Assignment: Some entries follow. Reproduce exactly the lines starting at the one with "pub struct LoggerBuilder" and stopping after the one with "pub fn with_level_output(mut".

[Records from a data collection]
◆ ◆ ◆ ◆ ◆

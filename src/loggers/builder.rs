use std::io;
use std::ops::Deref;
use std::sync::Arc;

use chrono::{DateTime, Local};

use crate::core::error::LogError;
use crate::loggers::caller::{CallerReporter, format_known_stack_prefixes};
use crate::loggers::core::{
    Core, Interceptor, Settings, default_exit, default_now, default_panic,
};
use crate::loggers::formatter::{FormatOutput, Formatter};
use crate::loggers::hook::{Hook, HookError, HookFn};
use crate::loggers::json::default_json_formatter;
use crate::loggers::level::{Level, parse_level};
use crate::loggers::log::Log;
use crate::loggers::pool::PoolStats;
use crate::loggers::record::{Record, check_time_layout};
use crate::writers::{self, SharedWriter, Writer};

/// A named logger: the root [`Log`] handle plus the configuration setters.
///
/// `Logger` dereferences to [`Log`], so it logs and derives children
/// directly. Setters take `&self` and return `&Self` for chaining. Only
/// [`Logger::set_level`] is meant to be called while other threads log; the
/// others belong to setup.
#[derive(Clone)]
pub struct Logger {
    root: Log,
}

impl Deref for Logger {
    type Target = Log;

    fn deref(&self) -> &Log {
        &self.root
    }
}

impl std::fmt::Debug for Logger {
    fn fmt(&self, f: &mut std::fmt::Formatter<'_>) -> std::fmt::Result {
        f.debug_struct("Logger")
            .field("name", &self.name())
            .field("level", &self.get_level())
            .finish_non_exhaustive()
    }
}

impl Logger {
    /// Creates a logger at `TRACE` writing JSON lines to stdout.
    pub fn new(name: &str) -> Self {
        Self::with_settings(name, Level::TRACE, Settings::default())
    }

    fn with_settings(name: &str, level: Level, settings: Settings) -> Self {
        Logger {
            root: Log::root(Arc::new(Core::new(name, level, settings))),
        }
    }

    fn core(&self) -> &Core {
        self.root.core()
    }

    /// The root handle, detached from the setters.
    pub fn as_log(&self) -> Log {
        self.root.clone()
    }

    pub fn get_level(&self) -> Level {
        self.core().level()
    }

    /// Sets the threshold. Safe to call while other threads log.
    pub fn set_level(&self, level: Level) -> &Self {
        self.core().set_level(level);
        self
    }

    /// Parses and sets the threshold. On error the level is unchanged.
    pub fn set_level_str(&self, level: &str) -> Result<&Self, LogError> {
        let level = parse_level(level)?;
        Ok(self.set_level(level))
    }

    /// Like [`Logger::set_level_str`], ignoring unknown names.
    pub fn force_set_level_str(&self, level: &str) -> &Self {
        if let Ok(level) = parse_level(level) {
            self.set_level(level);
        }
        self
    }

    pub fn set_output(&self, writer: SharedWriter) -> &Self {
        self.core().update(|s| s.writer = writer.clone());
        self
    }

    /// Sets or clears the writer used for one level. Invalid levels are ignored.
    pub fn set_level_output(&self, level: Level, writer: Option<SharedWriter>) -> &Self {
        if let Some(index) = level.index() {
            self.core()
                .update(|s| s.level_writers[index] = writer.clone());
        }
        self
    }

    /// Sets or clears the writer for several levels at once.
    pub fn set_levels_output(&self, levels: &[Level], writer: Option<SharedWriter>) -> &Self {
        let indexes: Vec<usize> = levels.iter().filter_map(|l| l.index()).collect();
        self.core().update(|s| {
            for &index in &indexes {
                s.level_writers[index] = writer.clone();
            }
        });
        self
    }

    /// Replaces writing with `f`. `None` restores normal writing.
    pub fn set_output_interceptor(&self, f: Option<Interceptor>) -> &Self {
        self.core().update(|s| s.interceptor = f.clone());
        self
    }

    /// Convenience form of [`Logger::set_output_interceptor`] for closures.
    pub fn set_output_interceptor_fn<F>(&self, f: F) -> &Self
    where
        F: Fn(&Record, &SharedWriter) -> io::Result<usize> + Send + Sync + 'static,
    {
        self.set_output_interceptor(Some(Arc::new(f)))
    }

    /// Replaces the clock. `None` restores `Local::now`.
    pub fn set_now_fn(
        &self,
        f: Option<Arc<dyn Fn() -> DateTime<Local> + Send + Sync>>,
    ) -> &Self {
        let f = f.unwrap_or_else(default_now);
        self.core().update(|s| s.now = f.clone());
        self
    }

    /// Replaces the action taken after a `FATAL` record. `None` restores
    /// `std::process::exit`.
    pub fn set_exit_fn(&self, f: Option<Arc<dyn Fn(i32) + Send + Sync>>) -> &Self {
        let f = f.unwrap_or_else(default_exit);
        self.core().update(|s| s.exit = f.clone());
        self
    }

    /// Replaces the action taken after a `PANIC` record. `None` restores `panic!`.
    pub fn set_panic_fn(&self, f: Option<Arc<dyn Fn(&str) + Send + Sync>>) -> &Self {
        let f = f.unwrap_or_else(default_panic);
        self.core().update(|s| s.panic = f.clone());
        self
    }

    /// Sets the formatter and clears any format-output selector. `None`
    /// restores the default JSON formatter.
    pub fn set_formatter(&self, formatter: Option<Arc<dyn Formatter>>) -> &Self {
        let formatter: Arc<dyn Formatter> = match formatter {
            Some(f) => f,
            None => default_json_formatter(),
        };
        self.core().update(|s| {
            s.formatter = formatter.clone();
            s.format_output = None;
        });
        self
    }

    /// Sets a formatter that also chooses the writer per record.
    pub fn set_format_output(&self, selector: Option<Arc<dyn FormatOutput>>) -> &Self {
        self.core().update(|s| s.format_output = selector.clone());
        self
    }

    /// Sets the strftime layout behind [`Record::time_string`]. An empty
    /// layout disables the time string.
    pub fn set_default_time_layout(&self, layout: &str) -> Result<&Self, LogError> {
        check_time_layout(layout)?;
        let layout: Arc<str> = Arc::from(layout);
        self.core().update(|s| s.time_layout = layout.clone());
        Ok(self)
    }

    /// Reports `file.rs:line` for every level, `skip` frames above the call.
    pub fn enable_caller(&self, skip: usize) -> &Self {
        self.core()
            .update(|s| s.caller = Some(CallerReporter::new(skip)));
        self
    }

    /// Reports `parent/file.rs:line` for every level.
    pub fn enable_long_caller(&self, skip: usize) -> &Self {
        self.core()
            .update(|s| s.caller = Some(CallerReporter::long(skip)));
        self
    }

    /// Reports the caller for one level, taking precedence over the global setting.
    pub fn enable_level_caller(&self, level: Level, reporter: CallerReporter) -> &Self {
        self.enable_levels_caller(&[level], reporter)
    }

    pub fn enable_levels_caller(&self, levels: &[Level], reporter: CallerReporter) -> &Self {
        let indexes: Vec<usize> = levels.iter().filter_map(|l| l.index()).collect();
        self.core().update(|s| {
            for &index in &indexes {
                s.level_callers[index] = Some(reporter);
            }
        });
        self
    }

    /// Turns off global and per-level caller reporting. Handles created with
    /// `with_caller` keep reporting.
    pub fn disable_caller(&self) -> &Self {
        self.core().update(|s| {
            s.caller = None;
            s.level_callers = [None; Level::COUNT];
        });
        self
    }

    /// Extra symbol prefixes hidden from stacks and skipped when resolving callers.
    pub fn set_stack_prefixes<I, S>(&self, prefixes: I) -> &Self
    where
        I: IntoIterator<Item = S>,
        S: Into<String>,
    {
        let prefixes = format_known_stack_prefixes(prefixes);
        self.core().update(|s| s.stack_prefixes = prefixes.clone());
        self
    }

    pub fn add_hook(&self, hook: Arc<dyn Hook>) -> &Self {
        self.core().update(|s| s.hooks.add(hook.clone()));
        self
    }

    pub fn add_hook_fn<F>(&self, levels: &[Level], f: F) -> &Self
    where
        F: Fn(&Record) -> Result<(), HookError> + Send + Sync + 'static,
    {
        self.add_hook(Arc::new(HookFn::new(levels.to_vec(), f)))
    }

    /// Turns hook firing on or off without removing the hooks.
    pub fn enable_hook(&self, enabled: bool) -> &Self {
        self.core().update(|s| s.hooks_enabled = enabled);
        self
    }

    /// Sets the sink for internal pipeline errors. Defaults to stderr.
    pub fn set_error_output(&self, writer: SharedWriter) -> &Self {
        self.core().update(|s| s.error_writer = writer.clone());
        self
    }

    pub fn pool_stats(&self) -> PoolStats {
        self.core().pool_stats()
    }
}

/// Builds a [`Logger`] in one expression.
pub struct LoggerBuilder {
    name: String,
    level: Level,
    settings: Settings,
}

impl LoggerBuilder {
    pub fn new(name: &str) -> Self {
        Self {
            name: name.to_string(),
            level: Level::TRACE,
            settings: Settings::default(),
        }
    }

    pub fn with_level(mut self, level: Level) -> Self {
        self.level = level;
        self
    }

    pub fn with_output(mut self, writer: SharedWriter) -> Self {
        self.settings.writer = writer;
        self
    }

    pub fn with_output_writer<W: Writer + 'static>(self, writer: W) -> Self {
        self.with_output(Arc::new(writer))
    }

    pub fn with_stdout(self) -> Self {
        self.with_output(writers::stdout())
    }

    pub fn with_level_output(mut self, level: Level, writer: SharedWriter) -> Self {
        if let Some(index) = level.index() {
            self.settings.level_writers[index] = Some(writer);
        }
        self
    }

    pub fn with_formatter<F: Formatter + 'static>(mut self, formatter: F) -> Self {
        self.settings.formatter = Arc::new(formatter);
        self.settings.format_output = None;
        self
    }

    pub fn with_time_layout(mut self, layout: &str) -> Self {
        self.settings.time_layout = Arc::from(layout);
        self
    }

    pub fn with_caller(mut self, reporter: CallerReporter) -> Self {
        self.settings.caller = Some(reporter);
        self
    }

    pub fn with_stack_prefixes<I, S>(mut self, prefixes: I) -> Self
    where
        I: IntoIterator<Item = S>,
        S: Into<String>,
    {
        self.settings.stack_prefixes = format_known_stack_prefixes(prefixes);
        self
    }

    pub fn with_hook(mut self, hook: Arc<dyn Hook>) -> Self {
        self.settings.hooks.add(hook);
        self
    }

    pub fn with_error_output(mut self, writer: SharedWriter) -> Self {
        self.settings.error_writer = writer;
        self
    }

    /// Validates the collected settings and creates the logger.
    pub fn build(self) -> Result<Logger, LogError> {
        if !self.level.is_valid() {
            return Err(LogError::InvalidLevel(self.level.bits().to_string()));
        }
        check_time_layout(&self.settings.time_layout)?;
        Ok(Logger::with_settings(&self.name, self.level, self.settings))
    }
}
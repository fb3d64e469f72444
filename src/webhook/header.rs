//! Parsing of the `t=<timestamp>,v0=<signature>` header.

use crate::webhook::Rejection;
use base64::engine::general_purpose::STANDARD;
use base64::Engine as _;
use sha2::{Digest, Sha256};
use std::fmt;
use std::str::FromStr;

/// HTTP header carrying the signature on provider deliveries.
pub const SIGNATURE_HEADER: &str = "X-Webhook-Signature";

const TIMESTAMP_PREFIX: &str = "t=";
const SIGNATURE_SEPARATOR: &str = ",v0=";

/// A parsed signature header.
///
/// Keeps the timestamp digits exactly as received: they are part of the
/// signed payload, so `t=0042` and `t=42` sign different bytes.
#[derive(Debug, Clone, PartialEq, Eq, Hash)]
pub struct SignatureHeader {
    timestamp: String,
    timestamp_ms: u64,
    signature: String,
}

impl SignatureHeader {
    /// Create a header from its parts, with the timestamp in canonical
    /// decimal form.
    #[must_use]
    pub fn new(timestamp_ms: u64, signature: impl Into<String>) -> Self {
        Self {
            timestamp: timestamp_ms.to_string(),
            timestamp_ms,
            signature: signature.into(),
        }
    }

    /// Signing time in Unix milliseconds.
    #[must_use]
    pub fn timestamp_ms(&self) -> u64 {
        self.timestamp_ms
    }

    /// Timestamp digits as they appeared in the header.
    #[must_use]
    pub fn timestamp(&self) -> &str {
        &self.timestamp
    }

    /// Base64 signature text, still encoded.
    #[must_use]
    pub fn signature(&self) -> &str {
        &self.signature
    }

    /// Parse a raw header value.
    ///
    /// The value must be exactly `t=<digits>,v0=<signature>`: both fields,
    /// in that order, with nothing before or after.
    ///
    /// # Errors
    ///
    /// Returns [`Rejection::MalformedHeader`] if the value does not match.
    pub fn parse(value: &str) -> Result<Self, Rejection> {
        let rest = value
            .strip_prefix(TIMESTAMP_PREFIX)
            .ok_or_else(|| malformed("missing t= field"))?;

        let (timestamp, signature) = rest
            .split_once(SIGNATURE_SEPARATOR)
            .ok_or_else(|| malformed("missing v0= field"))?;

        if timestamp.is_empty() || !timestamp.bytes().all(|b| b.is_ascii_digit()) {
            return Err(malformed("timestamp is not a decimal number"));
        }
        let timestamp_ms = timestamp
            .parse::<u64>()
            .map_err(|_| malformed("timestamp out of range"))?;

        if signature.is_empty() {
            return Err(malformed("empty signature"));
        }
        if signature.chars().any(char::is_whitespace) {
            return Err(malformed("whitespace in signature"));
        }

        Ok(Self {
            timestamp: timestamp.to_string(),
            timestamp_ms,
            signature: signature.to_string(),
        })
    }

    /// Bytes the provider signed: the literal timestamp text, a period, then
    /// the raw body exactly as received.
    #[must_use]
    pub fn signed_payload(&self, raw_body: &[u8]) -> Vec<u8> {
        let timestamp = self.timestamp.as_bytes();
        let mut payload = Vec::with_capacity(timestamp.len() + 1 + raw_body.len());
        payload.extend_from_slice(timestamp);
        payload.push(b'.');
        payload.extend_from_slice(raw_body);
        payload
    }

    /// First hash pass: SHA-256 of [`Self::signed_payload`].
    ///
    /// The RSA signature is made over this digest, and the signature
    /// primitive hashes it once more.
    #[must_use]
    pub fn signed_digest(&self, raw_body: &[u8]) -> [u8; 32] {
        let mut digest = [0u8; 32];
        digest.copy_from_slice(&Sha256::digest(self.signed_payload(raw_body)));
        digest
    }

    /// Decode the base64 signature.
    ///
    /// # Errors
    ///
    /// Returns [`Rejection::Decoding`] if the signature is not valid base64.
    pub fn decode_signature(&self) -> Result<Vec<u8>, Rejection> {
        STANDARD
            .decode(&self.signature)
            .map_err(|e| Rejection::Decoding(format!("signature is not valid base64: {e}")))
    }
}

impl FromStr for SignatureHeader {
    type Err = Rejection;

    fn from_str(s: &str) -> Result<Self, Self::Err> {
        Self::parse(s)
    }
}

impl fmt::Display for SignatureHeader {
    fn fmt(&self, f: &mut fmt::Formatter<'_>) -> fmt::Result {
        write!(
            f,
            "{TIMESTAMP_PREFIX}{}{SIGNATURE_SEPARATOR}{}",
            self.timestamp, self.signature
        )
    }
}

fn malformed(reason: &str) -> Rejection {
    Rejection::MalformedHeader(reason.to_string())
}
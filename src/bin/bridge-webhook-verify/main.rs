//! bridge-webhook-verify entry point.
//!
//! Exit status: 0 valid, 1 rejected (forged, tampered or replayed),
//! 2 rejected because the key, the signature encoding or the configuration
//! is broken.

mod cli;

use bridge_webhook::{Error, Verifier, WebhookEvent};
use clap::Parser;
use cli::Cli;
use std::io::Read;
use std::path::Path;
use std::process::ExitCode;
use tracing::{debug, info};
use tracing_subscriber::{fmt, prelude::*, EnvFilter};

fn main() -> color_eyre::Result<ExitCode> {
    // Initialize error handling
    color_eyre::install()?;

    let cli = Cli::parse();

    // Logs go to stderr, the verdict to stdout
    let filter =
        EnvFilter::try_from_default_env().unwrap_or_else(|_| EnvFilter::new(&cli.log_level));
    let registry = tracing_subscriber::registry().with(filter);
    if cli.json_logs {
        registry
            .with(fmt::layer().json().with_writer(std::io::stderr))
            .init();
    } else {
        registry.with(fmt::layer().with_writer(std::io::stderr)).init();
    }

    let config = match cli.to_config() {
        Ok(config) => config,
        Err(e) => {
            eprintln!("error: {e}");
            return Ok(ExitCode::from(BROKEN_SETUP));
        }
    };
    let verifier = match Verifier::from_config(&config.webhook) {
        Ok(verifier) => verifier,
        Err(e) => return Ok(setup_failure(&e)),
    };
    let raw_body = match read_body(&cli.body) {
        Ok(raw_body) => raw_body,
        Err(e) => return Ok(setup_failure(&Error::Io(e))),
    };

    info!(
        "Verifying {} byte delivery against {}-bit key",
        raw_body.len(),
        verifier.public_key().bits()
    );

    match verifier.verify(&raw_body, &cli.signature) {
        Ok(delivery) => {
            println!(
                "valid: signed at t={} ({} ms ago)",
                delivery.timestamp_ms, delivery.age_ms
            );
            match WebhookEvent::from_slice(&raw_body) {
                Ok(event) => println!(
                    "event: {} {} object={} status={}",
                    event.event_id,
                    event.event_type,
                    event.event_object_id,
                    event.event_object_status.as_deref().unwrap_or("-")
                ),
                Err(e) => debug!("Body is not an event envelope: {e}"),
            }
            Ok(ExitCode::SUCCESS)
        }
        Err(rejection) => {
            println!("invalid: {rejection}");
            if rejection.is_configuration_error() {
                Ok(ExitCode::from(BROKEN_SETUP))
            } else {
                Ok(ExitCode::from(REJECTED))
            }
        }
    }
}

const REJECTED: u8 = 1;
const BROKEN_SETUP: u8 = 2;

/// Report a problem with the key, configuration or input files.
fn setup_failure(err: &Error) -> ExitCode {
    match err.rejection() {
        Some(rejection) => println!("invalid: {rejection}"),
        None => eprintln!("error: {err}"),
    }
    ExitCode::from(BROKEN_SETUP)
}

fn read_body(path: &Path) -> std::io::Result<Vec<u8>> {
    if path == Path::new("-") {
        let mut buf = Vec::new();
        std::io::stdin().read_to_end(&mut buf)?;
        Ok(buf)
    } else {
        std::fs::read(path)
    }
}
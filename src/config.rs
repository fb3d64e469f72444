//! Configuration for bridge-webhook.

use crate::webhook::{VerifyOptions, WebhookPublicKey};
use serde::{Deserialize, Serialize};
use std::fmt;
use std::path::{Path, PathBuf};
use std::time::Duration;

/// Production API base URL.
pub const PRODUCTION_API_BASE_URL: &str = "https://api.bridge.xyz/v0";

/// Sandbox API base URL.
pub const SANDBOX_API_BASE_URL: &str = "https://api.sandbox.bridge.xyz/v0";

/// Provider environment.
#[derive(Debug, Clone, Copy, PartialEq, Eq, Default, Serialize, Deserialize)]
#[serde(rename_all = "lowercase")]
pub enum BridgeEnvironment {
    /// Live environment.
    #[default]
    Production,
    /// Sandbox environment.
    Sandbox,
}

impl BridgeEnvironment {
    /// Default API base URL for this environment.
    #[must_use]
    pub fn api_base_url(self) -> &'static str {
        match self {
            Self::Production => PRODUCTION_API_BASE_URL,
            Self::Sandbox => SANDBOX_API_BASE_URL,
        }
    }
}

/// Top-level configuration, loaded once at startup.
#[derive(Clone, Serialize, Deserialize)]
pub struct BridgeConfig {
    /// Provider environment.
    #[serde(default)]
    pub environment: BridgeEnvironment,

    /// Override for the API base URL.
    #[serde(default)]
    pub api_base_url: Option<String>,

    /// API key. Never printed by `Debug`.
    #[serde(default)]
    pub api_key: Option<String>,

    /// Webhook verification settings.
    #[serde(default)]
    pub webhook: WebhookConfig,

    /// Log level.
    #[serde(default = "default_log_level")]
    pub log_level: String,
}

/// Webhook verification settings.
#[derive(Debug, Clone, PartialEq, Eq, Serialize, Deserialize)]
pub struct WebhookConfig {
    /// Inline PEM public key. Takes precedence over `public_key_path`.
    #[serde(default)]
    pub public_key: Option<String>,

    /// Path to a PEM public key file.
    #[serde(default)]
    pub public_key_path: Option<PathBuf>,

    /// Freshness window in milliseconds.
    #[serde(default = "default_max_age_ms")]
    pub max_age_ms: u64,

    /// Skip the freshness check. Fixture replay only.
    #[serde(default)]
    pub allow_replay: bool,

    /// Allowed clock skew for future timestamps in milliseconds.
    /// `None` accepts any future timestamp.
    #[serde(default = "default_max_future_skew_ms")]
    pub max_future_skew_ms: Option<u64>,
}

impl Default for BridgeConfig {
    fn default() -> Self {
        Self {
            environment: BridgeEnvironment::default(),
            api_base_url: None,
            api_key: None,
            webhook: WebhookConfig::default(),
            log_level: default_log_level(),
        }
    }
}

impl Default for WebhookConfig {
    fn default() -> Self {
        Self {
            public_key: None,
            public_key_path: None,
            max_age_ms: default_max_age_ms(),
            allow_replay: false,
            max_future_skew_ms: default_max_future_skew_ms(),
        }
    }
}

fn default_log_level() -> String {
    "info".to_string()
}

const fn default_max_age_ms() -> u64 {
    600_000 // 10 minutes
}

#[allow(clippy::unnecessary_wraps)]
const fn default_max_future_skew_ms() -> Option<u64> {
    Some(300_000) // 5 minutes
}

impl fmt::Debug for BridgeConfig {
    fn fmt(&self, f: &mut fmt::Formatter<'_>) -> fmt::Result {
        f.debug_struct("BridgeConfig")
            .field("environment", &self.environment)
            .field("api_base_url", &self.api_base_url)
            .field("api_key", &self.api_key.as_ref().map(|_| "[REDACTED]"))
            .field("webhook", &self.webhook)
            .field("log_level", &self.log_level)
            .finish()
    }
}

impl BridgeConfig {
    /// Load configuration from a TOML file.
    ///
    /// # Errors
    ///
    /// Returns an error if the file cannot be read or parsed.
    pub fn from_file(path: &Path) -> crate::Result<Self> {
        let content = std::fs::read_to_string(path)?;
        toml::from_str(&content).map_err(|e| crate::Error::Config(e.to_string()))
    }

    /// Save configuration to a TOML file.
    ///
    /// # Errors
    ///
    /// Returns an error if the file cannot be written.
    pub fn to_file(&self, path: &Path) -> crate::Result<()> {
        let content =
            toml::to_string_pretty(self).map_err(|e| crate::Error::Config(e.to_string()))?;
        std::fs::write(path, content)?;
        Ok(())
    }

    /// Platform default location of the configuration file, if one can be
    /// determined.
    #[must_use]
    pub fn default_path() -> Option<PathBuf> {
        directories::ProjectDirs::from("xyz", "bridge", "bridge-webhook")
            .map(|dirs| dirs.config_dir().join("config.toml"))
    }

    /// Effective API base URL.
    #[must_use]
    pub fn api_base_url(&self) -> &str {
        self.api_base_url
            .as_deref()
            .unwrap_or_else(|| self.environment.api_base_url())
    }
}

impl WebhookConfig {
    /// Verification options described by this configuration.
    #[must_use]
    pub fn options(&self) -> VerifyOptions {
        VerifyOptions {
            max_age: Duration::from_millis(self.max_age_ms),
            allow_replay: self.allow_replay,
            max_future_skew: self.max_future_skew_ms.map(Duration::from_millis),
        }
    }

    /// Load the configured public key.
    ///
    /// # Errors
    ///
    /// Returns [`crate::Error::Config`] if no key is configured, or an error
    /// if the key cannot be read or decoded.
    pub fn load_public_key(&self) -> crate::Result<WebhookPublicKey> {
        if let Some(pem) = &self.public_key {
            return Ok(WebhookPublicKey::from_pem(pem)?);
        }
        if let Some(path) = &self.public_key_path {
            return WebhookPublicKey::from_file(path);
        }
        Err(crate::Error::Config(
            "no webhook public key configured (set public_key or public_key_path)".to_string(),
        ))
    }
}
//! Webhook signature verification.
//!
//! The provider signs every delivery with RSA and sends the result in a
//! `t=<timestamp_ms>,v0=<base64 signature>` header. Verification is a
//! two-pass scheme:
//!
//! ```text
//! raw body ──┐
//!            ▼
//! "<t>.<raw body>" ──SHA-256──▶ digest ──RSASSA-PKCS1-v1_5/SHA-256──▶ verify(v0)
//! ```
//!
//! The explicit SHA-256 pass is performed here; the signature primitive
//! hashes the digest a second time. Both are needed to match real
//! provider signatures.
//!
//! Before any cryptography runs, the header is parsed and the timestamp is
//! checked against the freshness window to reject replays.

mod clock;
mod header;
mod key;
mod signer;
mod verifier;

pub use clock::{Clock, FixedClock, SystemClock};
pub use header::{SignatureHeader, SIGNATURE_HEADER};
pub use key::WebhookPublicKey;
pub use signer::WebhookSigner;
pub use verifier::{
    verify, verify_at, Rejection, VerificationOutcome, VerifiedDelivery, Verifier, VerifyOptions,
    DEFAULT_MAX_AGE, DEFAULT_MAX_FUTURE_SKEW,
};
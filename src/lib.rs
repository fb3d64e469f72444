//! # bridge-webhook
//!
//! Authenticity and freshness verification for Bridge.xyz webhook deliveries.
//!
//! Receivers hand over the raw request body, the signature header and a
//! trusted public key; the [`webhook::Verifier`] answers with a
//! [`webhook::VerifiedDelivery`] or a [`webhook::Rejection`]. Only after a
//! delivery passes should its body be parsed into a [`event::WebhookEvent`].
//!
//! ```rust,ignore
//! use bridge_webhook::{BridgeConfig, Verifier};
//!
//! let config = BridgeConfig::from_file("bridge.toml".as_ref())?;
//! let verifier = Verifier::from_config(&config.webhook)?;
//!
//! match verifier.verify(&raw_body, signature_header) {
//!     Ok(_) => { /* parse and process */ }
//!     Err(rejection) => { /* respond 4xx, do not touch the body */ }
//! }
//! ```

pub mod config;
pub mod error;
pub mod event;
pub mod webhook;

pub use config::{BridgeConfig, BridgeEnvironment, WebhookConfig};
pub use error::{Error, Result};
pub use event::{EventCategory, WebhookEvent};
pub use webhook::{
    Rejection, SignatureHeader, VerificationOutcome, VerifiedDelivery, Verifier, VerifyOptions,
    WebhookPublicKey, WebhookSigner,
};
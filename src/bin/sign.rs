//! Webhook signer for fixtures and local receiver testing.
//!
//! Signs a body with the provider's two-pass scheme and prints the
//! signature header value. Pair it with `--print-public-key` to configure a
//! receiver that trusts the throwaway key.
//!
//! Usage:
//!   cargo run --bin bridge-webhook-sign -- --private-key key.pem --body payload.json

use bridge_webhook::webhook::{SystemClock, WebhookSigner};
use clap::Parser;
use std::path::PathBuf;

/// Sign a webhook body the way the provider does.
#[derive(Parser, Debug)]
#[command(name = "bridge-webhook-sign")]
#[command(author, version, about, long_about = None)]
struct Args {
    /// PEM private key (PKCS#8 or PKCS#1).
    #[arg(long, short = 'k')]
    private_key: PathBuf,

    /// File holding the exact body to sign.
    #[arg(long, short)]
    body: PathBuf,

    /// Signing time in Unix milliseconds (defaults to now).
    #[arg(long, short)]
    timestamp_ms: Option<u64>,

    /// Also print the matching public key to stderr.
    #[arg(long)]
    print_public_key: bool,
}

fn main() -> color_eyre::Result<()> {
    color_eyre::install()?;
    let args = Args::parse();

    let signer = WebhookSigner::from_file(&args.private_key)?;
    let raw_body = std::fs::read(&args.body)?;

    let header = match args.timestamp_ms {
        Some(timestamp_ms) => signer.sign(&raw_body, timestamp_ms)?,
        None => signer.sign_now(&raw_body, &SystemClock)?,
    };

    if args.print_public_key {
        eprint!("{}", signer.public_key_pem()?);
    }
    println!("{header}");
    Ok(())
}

◆ ◆ ◆ ◆ ◆

Finished exercise:
pub struct LoggerBuilder {
    name: String,
    level: Level,
    settings: Settings,
}

impl LoggerBuilder {
    pub fn new(name: &str) -> Self {
        Self {
            name: name.to_string(),
            level: Level::TRACE,
            settings: Settings::default(),
        }
    }

    pub fn with_level(mut self, level: Level) -> Self {
        self.level = level;
        self
    }

    pub fn with_output(mut self, writer: SharedWriter) -> Self {
        self.settings.writer = writer;
        self
    }

    pub fn with_output_writer<W: Writer + 'static>(self, writer: W) -> Self {
        self.with_output(Arc::new(writer))
    }

    pub fn with_stdout(self) -> Self {
        self.with_output(writers::stdout())
    }

    pub fn with_level_output(mut self, level: Level, writer: SharedWriter) -> Self {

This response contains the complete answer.